» PROBLEM DETAILS:
Whenever a line contains "push", include it in the count; reply with the number of such lines in the data and nothing else.

» RECORD EXTRACTS:
• • •

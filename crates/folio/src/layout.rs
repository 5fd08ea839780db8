#![forbid(unsafe_code)]

//! Page inventory: which elements exist and where.
//!
//! The page markup is owned by the host. A [`PageLayout`] tells the model
//! which element ids play which role (sections, nav links, filter buttons,
//! cards, skill bars, observed blocks) and, for hosts without a native
//! intersection observer, where each observed element sits vertically.
//!
//! Layouts load from JSON; [`PageLayout::portfolio`] mirrors the live page.

use std::collections::{BTreeMap, BTreeSet};

use folio_core::document::ElementId;
use folio_core::geometry::Span;
use serde::{Deserialize, Serialize};

use crate::error::{PageError, PageResult};

/// Ids of the singleton controls. A `None` disables the feature that needs it.
#[derive(Debug, Clone, PartialEq, Eq, Serialize, Deserialize)]
#[serde(default)]
pub struct ElementIds {
    pub theme_toggle: Option<ElementId>,
    pub theme_icon: Option<ElementId>,
    pub typewriter: Option<ElementId>,
    pub navbar: Option<ElementId>,
    pub hamburger: Option<ElementId>,
    pub nav_menu: Option<ElementId>,
    pub body: ElementId,
    pub skills_section: Option<ElementId>,
    pub contact_form: Option<ElementId>,
    pub submit_button: Option<ElementId>,
    /// Id given to the success toast the page creates.
    pub toast: ElementId,
}

impl Default for ElementIds {
    fn default() -> Self {
        Self {
            theme_toggle: Some("theme-toggle".into()),
            theme_icon: Some("theme-icon".into()),
            typewriter: Some("typewriter".into()),
            navbar: Some("navbar".into()),
            hamburger: Some("hamburger".into()),
            nav_menu: Some("nav-menu".into()),
            body: "body".into(),
            skills_section: Some("skills".into()),
            contact_form: Some("contact-form".into()),
            submit_button: Some("contact-submit".into()),
            toast: "success-message".into(),
        }
    }
}

/// A page section landmark.
#[derive(Debug, Clone, PartialEq, Eq, Serialize, Deserialize)]
pub struct Section {
    pub id: ElementId,
    pub span: Span,
}

/// A navigation link and the anchor it points at (`#about`).
#[derive(Debug, Clone, PartialEq, Eq, Serialize, Deserialize)]
pub struct NavLink {
    pub id: ElementId,
    pub href: String,
}

impl NavLink {
    /// The section id the link targets, if `href` is an in-page anchor.
    #[must_use]
    pub fn target(&self) -> Option<&str> {
        self.href.strip_prefix('#').filter(|t| !t.is_empty())
    }
}

/// A category filter button (`data-filter`).
#[derive(Debug, Clone, PartialEq, Eq, Serialize, Deserialize)]
pub struct FilterButton {
    pub id: ElementId,
    pub filter: String,
}

/// A project card (`data-category`).
#[derive(Debug, Clone, PartialEq, Eq, Serialize, Deserialize)]
pub struct Card {
    pub id: ElementId,
    pub category: String,
}

/// A skill progress bar (`data-progress`, in percent).
#[derive(Debug, Clone, PartialEq, Eq, Serialize, Deserialize)]
pub struct SkillBar {
    pub id: ElementId,
    pub progress: u8,
}

/// An image whose real source is deferred (`data-src`).
#[derive(Debug, Clone, PartialEq, Eq, Serialize, Deserialize)]
pub struct LazyImage {
    pub id: ElementId,
    pub src: String,
}

/// Everything the model needs to know about the page markup.
#[derive(Debug, Clone, PartialEq, Eq, Default, Serialize, Deserialize)]
#[serde(default)]
pub struct PageLayout {
    pub ids: ElementIds,
    /// Sections in document order.
    pub sections: Vec<Section>,
    pub nav_links: Vec<NavLink>,
    pub filter_buttons: Vec<FilterButton>,
    pub cards: Vec<Card>,
    pub skill_bars: Vec<SkillBar>,
    /// Blocks tagged `fade-in` and watched for visibility.
    pub fade_in: Vec<ElementId>,
    pub lazy_images: Vec<LazyImage>,
    /// Hero elements revealed in order after load.
    pub hero: Vec<ElementId>,
    /// Vertical position of observed elements, for local intersection math.
    pub geometry: BTreeMap<ElementId, Span>,
}

impl PageLayout {
    /// Parse and check a layout from JSON.
    pub fn from_json(json: &str) -> PageResult<Self> {
        let layout: Self =
            serde_json::from_str(json).map_err(|e| PageError::InvalidLayout(e.to_string()))?;
        layout.validate()?;
        Ok(layout)
    }

    /// Serialize to pretty JSON.
    pub fn to_json(&self) -> PageResult<String> {
        serde_json::to_string_pretty(self).map_err(|e| PageError::InvalidLayout(e.to_string()))
    }

    /// Check internal consistency.
    ///
    /// Sections must be in document order, skill targets at most 100 %, and
    /// no two list entries may share an id.
    pub fn validate(&self) -> PageResult<()> {
        if let Some(pair) = self
            .sections
            .windows(2)
            .find(|w| w[1].span.top < w[0].span.top)
        {
            return Err(PageError::InvalidLayout(format!(
                "section {} starts above preceding section {}",
                pair[1].id, pair[0].id
            )));
        }
        if let Some(bar) = self.skill_bars.iter().find(|b| b.progress > 100) {
            return Err(PageError::InvalidLayout(format!(
                "skill bar {} targets {}%",
                bar.id, bar.progress
            )));
        }
        if let Some(button) = self.filter_buttons.iter().find(|b| b.filter.is_empty()) {
            return Err(PageError::InvalidLayout(format!(
                "filter button {} has no filter",
                button.id
            )));
        }

        let mut seen = BTreeSet::new();
        let ids = self
            .sections
            .iter()
            .map(|s| &s.id)
            .chain(self.nav_links.iter().map(|l| &l.id))
            .chain(self.filter_buttons.iter().map(|b| &b.id))
            .chain(self.cards.iter().map(|c| &c.id))
            .chain(self.skill_bars.iter().map(|b| &b.id))
            .chain(self.lazy_images.iter().map(|i| &i.id))
            .chain(self.hero.iter());
        for id in ids {
            if !seen.insert(id) {
                return Err(PageError::InvalidLayout(format!("duplicate element id {id}")));
            }
        }
        Ok(())
    }

    /// A required singleton id, or `MissingElement`.
    pub fn require<'a>(
        &'a self,
        id: &'a Option<ElementId>,
        what: &'static str,
    ) -> PageResult<&'a ElementId> {
        id.as_ref().ok_or(PageError::MissingElement(what))
    }

    /// Section by id.
    #[must_use]
    pub fn section(&self, id: &str) -> Option<&Section> {
        self.sections.iter().find(|s| s.id.as_str() == id)
    }

    /// Every element the host should observe for intersections.
    pub fn observed(&self) -> impl Iterator<Item = &ElementId> {
        self.fade_in
            .iter()
            .chain(self.lazy_images.iter().map(|i| &i.id))
            .chain(self.ids.skills_section.iter())
    }

    /// The live portfolio page.
    #[must_use]
    pub fn portfolio() -> Self {
        let sections: Vec<Section> = [
            ("home", 0, 900),
            ("about", 900, 800),
            ("skills", 1_700, 1_000),
            ("projects", 2_700, 1_300),
            ("contact", 4_000, 900),
        ]
        .into_iter()
        .map(|(id, top, height)| Section {
            id: id.into(),
            span: Span::new(top, height),
        })
        .collect();

        let nav_links = sections
            .iter()
            .map(|s| NavLink {
                id: format!("nav-{}", s.id).into(),
                href: format!("#{}", s.id),
            })
            .collect();

        let filter_buttons = ["all", "ml", "systems", "web"]
            .into_iter()
            .map(|f| FilterButton {
                id: format!("filter-{f}").into(),
                filter: f.to_owned(),
            })
            .collect();

        let cards: Vec<Card> = ["ml", "ml", "systems", "systems", "web", "ml"]
            .into_iter()
            .enumerate()
            .map(|(i, category)| Card {
                id: format!("project-{i}").into(),
                category: category.to_owned(),
            })
            .collect();

        let skill_bars = [95, 90, 88, 85, 80, 75]
            .into_iter()
            .enumerate()
            .map(|(i, progress)| SkillBar {
                id: format!("progress-{i}").into(),
                progress,
            })
            .collect();

        let mut fade_in: Vec<ElementId> = (0..3)
            .map(|i| ElementId::new(format!("skill-category-{i}")))
            .collect();
        fade_in.extend(cards.iter().map(|c| c.id.clone()));
        fade_in.push("about-highlights".into());
        fade_in.push("contact-content".into());
        fade_in.extend((0..3).map(|i| ElementId::new(format!("highlight-item-{i}"))));

        let lazy_images = vec![LazyImage {
            id: "profile-photo".into(),
            src: "images/profile.jpg".to_owned(),
        }];

        let hero = ["hero-title", "hero-subtitle", "hero-description", "hero-buttons"]
            .into_iter()
            .map(ElementId::from)
            .collect();

        let mut geometry = BTreeMap::new();
        for i in 0..3 {
            geometry.insert(
                ElementId::new(format!("skill-category-{i}")),
                Span::new(1_850 + i * 280, 260),
            );
        }
        for (i, card) in cards.iter().enumerate() {
            let row = u32::try_from(i / 2).unwrap_or(u32::MAX);
            geometry.insert(card.id.clone(), Span::new(2_900 + row * 360, 340));
        }
        geometry.insert("about-highlights".into(), Span::new(1_200, 320));
        for i in 0..3 {
            geometry.insert(
                ElementId::new(format!("highlight-item-{i}")),
                Span::new(1_220 + i * 100, 90),
            );
        }
        geometry.insert("contact-content".into(), Span::new(4_150, 600));
        geometry.insert("profile-photo".into(), Span::new(1_000, 300));
        geometry.insert("skills".into(), Span::new(1_700, 1_000));

        Self {
            ids: ElementIds::default(),
            sections,
            nav_links,
            filter_buttons,
            cards,
            skill_bars,
            fade_in,
            lazy_images,
            hero,
            geometry,
        }
    }
}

• • •

» ANSWER SPACE:
2